### TASK BRIEF
Reproduce exactly the lines that run from the start of the records below to the line with "filename src/analyzers/analyzer.rs", inclusive.

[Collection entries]
━━━
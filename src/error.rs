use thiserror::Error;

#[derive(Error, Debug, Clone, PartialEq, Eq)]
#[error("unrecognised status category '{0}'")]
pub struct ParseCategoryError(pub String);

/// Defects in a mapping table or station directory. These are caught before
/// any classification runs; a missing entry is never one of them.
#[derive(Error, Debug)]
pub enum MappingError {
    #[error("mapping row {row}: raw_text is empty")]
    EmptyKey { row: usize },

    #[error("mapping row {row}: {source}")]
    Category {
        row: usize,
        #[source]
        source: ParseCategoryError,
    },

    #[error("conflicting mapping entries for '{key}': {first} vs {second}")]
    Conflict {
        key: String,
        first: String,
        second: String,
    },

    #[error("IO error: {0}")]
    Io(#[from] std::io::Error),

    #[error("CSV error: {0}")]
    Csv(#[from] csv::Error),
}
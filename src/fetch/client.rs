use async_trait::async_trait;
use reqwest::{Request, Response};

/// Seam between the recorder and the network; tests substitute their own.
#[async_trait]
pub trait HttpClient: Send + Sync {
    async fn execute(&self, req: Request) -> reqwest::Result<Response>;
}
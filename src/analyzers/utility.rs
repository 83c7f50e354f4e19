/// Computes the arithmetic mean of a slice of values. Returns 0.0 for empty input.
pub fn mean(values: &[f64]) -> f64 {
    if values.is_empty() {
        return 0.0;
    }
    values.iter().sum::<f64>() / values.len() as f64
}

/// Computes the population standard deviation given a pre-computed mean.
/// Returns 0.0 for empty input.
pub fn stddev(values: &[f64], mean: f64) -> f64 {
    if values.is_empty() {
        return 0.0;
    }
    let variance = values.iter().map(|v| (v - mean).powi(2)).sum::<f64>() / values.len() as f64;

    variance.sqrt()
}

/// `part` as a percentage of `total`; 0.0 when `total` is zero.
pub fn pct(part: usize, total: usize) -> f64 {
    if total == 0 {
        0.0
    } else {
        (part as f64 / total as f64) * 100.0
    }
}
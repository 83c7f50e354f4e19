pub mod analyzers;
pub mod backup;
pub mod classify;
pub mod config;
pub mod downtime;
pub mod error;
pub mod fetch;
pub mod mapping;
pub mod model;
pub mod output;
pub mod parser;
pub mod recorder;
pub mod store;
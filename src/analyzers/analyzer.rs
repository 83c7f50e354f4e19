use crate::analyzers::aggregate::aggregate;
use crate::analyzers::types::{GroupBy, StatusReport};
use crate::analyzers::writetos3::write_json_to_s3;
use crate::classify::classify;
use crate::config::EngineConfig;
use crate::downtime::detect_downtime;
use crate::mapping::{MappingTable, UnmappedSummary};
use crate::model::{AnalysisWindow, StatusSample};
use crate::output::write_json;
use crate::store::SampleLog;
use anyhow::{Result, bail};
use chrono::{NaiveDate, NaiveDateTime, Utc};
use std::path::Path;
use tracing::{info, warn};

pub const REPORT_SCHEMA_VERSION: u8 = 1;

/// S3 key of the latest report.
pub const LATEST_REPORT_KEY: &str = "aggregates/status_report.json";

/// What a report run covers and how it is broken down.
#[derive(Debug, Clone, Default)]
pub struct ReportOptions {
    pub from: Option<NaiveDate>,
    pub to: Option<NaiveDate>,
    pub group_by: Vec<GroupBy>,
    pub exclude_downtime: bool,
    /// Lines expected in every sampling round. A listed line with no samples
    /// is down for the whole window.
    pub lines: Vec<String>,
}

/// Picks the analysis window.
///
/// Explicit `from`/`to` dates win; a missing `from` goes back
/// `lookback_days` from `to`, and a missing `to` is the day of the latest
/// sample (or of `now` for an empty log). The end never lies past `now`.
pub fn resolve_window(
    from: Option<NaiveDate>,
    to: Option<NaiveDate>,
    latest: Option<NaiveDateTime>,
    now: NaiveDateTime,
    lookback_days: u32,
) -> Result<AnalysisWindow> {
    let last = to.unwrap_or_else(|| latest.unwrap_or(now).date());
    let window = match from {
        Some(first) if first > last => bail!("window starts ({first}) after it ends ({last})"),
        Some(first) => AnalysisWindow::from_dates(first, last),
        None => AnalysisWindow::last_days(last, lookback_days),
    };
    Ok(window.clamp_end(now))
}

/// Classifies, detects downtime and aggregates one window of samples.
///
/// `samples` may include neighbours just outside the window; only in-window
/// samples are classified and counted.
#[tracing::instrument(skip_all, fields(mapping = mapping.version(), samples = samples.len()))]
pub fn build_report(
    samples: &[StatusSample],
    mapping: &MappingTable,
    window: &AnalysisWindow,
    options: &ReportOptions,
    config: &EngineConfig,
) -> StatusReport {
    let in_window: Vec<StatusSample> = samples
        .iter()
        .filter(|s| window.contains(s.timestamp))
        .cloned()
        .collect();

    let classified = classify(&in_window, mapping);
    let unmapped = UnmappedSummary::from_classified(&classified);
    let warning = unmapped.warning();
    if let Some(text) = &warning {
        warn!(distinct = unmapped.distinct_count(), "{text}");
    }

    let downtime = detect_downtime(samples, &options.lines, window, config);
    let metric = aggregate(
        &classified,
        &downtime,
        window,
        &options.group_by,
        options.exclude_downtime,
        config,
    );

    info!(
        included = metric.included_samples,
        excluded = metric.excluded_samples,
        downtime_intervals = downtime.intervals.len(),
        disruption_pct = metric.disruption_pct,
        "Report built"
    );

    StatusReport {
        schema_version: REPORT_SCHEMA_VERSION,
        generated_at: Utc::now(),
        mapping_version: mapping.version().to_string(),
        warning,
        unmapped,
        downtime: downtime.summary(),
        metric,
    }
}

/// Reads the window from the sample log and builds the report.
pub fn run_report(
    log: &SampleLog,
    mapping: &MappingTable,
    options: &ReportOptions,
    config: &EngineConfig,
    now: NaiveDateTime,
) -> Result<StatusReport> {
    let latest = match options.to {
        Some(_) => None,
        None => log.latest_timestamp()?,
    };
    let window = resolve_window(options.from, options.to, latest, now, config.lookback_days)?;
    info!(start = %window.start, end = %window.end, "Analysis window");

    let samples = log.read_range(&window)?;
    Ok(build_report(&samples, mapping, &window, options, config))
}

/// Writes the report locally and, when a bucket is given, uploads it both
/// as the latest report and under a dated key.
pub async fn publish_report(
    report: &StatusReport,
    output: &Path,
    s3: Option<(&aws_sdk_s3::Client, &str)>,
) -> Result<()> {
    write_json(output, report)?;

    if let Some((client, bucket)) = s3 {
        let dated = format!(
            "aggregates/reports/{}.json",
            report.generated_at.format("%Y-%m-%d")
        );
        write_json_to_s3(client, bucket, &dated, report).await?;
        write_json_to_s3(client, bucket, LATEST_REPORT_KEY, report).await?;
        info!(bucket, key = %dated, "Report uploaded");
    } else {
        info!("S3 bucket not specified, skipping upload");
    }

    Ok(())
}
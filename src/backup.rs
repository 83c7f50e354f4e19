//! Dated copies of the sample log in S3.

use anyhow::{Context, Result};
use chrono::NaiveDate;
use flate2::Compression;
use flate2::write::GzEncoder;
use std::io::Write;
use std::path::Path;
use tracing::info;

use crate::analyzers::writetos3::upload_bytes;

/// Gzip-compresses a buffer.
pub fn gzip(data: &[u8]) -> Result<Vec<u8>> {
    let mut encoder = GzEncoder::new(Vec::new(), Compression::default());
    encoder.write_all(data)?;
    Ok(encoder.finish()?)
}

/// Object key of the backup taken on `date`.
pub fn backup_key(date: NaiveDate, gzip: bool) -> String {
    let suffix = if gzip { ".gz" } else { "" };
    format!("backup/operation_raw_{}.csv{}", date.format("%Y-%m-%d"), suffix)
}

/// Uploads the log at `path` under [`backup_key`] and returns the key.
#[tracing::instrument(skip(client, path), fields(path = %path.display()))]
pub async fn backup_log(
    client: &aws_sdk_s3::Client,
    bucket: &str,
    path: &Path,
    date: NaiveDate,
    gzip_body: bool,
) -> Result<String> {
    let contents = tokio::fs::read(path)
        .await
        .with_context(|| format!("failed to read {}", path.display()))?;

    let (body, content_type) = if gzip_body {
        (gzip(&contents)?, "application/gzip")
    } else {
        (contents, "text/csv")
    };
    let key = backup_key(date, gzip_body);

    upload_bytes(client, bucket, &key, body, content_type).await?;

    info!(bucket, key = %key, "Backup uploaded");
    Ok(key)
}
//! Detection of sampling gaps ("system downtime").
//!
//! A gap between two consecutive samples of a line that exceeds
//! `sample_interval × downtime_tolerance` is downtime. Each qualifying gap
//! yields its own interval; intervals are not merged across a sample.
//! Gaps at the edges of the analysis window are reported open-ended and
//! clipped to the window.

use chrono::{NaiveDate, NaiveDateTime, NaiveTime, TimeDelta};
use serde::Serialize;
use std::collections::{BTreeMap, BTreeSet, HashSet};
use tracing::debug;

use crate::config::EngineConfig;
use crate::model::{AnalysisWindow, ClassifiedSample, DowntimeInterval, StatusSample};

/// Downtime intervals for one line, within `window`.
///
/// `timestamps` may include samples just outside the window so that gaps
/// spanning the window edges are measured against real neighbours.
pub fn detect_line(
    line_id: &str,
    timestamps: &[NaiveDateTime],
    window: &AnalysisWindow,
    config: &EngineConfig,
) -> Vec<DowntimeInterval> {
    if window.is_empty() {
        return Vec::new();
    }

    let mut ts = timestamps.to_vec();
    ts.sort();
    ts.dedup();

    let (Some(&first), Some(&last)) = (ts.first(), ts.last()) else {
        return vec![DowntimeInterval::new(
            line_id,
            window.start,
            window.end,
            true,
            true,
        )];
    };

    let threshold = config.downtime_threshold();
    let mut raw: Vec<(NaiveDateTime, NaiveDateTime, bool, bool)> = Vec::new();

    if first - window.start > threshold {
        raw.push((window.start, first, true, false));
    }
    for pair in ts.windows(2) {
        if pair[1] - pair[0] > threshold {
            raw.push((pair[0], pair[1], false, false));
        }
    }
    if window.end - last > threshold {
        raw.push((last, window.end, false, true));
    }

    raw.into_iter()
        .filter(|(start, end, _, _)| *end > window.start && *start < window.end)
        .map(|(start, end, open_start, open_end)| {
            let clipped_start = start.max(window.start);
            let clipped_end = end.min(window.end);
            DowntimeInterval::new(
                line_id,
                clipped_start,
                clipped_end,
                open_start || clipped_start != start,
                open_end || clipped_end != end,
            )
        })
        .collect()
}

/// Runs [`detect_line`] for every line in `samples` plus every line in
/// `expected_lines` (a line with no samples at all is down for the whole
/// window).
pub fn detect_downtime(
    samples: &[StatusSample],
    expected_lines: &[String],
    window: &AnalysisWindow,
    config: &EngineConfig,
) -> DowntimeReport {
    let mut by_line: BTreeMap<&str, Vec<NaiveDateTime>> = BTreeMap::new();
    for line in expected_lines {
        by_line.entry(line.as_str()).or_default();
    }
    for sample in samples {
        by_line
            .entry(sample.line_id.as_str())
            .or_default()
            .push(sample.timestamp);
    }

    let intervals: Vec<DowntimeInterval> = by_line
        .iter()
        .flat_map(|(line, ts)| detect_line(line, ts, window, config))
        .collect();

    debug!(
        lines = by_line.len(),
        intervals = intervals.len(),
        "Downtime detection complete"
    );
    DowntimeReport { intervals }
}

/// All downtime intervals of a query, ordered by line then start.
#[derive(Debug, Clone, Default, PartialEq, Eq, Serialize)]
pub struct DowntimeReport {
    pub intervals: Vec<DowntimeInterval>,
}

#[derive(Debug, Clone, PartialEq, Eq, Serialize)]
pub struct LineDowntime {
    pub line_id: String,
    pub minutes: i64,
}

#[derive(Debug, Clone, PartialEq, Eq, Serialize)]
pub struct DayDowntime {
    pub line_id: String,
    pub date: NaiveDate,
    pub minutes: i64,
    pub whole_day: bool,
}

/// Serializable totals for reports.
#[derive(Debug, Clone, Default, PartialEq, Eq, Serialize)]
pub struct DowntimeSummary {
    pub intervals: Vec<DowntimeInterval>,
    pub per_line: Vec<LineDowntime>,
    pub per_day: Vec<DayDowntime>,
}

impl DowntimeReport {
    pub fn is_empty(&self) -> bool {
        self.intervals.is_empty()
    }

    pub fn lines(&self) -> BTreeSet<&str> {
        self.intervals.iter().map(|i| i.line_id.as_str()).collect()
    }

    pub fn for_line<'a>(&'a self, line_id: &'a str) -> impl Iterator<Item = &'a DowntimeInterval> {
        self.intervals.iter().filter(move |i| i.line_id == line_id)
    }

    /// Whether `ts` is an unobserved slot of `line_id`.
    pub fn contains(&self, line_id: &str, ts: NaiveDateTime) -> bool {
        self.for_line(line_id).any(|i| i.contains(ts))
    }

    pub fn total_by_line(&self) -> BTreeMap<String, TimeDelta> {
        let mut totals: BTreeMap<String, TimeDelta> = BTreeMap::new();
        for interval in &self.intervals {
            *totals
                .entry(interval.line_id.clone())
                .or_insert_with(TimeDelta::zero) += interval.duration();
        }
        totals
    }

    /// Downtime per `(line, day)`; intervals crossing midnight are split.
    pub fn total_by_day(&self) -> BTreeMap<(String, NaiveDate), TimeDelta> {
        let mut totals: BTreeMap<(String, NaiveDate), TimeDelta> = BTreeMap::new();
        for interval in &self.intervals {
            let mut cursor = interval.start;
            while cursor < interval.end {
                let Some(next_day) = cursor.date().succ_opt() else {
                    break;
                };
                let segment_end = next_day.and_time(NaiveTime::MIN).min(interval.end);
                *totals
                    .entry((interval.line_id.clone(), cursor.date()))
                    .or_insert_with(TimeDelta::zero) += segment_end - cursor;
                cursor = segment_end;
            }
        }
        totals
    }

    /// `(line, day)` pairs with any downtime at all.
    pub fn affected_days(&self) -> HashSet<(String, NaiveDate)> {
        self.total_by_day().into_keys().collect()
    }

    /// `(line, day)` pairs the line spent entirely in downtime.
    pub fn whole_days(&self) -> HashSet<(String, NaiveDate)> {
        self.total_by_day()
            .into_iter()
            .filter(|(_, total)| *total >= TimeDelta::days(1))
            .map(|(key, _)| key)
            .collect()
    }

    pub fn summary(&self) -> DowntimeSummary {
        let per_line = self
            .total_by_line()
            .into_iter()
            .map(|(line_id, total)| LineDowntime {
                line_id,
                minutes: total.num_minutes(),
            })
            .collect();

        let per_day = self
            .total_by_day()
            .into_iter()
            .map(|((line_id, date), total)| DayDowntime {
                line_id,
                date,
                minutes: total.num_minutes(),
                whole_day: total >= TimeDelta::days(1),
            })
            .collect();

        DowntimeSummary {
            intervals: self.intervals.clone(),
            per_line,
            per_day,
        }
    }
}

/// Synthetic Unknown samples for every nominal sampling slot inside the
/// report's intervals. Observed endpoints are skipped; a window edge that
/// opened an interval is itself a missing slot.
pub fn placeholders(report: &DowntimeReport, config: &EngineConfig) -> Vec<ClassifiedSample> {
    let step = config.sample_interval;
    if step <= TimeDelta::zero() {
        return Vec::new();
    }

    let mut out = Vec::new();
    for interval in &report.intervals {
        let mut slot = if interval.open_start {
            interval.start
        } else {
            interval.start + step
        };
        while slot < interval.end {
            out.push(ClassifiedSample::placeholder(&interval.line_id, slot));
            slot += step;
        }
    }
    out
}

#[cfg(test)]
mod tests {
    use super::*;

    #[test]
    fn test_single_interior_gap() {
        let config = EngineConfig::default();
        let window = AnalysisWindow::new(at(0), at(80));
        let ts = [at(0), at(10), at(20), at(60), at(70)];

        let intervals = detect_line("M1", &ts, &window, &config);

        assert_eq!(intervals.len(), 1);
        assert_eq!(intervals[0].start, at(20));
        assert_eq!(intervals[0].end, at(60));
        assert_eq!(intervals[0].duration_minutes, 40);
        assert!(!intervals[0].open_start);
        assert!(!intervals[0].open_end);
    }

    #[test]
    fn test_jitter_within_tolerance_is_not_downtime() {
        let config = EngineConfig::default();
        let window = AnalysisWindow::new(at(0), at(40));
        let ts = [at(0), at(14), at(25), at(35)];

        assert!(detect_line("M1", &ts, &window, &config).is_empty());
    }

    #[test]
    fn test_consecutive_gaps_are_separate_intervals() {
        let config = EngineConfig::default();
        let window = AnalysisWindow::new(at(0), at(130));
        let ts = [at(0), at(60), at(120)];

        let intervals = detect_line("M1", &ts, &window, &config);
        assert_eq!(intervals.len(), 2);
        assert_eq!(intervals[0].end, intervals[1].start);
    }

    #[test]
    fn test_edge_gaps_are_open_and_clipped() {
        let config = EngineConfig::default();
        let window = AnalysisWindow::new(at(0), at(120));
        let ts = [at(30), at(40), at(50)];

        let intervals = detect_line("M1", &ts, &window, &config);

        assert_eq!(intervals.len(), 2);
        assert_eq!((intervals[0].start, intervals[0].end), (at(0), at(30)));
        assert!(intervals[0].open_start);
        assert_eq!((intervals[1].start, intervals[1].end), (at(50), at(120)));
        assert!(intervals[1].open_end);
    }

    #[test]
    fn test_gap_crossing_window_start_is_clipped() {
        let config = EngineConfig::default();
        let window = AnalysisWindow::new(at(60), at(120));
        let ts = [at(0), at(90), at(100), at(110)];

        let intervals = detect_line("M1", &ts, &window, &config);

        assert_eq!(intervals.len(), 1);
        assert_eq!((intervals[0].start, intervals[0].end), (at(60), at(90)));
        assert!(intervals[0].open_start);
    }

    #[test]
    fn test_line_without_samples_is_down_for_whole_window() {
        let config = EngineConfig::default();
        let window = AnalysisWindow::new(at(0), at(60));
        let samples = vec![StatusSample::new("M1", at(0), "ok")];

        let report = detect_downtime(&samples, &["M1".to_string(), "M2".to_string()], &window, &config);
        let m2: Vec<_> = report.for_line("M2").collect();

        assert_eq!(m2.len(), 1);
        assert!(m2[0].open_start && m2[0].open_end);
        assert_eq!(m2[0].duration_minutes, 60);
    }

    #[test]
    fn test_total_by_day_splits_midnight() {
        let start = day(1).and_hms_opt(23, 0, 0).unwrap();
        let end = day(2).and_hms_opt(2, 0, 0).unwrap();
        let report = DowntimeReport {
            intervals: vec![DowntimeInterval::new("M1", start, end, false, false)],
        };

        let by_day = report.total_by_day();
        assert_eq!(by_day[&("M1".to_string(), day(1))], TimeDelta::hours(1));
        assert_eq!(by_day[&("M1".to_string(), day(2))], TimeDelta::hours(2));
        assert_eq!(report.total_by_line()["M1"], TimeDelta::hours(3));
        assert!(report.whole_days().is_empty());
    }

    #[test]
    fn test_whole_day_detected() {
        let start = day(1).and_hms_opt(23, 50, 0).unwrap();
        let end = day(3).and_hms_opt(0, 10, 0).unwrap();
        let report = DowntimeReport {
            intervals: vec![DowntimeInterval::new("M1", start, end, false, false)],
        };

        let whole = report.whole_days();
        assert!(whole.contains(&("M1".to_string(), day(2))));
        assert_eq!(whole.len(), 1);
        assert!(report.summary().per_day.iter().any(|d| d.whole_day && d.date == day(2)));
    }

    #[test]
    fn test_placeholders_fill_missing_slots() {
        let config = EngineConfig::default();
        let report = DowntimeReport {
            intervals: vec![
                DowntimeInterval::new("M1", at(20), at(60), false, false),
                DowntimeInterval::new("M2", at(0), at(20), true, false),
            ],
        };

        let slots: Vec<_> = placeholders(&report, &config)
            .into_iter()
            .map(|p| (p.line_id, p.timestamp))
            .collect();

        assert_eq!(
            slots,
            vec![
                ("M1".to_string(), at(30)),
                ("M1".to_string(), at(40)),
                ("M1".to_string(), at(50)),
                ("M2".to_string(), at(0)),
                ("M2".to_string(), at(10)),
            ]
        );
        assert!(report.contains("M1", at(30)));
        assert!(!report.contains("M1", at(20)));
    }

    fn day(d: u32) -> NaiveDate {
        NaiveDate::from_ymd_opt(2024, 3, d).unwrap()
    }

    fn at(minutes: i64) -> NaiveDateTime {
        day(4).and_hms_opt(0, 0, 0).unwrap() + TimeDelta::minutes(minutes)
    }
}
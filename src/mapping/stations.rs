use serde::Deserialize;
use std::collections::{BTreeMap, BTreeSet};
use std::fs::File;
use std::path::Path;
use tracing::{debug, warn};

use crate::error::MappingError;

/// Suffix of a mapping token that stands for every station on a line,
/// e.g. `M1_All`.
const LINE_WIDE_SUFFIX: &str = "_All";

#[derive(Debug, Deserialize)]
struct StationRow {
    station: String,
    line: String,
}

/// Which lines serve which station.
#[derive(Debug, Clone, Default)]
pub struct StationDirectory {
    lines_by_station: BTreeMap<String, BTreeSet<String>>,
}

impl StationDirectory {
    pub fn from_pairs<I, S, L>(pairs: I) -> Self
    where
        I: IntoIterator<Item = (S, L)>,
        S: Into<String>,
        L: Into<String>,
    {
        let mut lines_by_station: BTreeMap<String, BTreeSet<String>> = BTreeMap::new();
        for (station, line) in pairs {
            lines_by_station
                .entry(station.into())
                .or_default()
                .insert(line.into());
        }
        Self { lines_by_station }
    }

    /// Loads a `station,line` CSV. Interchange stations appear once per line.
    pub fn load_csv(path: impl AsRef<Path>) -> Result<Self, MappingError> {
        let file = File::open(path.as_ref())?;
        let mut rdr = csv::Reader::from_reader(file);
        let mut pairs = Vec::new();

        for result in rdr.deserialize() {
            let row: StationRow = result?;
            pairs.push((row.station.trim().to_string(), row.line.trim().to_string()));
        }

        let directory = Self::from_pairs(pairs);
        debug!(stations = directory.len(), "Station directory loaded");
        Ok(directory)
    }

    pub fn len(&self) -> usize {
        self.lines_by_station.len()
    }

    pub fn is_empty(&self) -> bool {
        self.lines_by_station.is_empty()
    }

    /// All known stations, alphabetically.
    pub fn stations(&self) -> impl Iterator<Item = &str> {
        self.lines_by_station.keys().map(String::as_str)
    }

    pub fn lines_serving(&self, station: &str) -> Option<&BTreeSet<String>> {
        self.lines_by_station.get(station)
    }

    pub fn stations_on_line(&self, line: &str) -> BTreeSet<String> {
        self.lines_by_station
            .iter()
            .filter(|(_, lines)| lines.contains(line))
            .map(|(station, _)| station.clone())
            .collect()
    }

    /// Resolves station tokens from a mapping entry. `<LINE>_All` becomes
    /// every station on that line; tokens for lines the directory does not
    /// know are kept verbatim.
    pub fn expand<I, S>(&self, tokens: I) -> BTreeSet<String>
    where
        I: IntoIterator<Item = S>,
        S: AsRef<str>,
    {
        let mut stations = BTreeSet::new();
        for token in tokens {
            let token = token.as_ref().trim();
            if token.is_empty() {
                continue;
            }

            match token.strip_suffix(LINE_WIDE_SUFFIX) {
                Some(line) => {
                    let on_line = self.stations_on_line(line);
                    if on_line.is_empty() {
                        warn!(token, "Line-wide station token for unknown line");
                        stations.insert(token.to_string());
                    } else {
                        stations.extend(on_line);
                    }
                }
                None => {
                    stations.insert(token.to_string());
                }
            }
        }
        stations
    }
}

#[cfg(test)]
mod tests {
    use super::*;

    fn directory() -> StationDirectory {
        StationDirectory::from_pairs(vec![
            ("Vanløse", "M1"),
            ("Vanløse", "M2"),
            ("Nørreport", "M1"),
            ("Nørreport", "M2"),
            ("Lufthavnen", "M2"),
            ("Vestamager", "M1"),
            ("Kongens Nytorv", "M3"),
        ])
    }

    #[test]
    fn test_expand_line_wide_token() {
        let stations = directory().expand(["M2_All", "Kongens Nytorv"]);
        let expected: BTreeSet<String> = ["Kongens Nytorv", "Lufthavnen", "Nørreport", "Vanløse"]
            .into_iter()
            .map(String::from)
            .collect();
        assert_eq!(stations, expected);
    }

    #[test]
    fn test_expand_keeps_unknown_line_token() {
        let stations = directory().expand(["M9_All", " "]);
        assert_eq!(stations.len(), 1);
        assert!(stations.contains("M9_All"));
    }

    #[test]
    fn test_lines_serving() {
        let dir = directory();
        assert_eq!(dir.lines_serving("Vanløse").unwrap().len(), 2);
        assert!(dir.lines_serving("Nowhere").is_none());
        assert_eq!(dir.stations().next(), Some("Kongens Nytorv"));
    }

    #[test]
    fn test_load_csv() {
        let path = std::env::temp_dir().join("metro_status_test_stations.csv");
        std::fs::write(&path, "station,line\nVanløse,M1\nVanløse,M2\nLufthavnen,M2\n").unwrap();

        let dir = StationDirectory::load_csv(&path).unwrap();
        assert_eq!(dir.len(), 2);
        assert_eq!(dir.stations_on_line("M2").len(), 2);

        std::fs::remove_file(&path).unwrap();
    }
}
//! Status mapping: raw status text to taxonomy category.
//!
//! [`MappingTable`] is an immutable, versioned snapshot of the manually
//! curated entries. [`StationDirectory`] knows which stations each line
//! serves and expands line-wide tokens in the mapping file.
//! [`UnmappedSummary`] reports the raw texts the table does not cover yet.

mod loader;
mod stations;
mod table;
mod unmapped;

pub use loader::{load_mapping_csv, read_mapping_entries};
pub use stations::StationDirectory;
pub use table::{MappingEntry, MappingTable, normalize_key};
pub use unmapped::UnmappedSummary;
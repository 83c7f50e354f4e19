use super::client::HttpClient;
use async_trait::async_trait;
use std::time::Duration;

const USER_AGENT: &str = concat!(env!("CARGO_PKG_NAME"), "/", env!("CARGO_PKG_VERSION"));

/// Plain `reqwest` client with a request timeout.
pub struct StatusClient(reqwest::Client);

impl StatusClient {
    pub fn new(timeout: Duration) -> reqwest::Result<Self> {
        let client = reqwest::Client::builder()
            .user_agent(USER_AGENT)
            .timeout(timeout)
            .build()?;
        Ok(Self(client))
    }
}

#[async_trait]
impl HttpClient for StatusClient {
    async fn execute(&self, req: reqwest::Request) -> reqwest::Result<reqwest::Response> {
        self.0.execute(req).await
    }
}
━━━
### SOLUTION BELOW
filename src/error.rs
use thiserror::Error;

#[derive(Error, Debug, Clone, PartialEq, Eq)]
#[error("unrecognised status category '{0}'")]
pub struct ParseCategoryError(pub String);

/// Defects in a mapping table or station directory. These are caught before
/// any classification runs; a missing entry is never one of them.
#[derive(Error, Debug)]
pub enum MappingError {
    #[error("mapping row {row}: raw_text is empty")]
    EmptyKey { row: usize },

    #[error("mapping row {row}: {source}")]
    Category {
        row: usize,
        #[source]
        source: ParseCategoryError,
    },

    #[error("conflicting mapping entries for '{key}': {first} vs {second}")]
    Conflict {
        key: String,
        first: String,
        second: String,
    },

    #[error("IO error: {0}")]
    Io(#[from] std::io::Error),

    #[error("CSV error: {0}")]
    Csv(#[from] csv::Error),
}
filename src/fetch/client.rs
use async_trait::async_trait;
use reqwest::{Request, Response};

/// Seam between the recorder and the network; tests substitute their own.
#[async_trait]
pub trait HttpClient: Send + Sync {
    async fn execute(&self, req: Request) -> reqwest::Result<Response>;
}
filename src/analyzers/utility.rs
repository 83c7f50e354f4e19
/// Computes the arithmetic mean of a slice of values. Returns 0.0 for empty input.
pub fn mean(values: &[f64]) -> f64 {
    if values.is_empty() {
        return 0.0;
    }
    values.iter().sum::<f64>() / values.len() as f64
}

/// Computes the population standard deviation given a pre-computed mean.
/// Returns 0.0 for empty input.
pub fn stddev(values: &[f64], mean: f64) -> f64 {
    if values.is_empty() {
        return 0.0;
    }
    let variance = values.iter().map(|v| (v - mean).powi(2)).sum::<f64>() / values.len() as f64;

    variance.sqrt()
}

/// `part` as a percentage of `total`; 0.0 when `total` is zero.
pub fn pct(part: usize, total: usize) -> f64 {
    if total == 0 {
        0.0
    } else {
        (part as f64 / total as f64) * 100.0
    }
}
repository 83c7f50e354f4e19
pub mod analyzers;
pub mod backup;
pub mod classify;
pub mod config;
pub mod downtime;
pub mod error;
pub mod fetch;
pub mod mapping;
pub mod model;
pub mod output;
pub mod parser;
pub mod recorder;
pub mod store;
filename src/analyzers/analyzer.rs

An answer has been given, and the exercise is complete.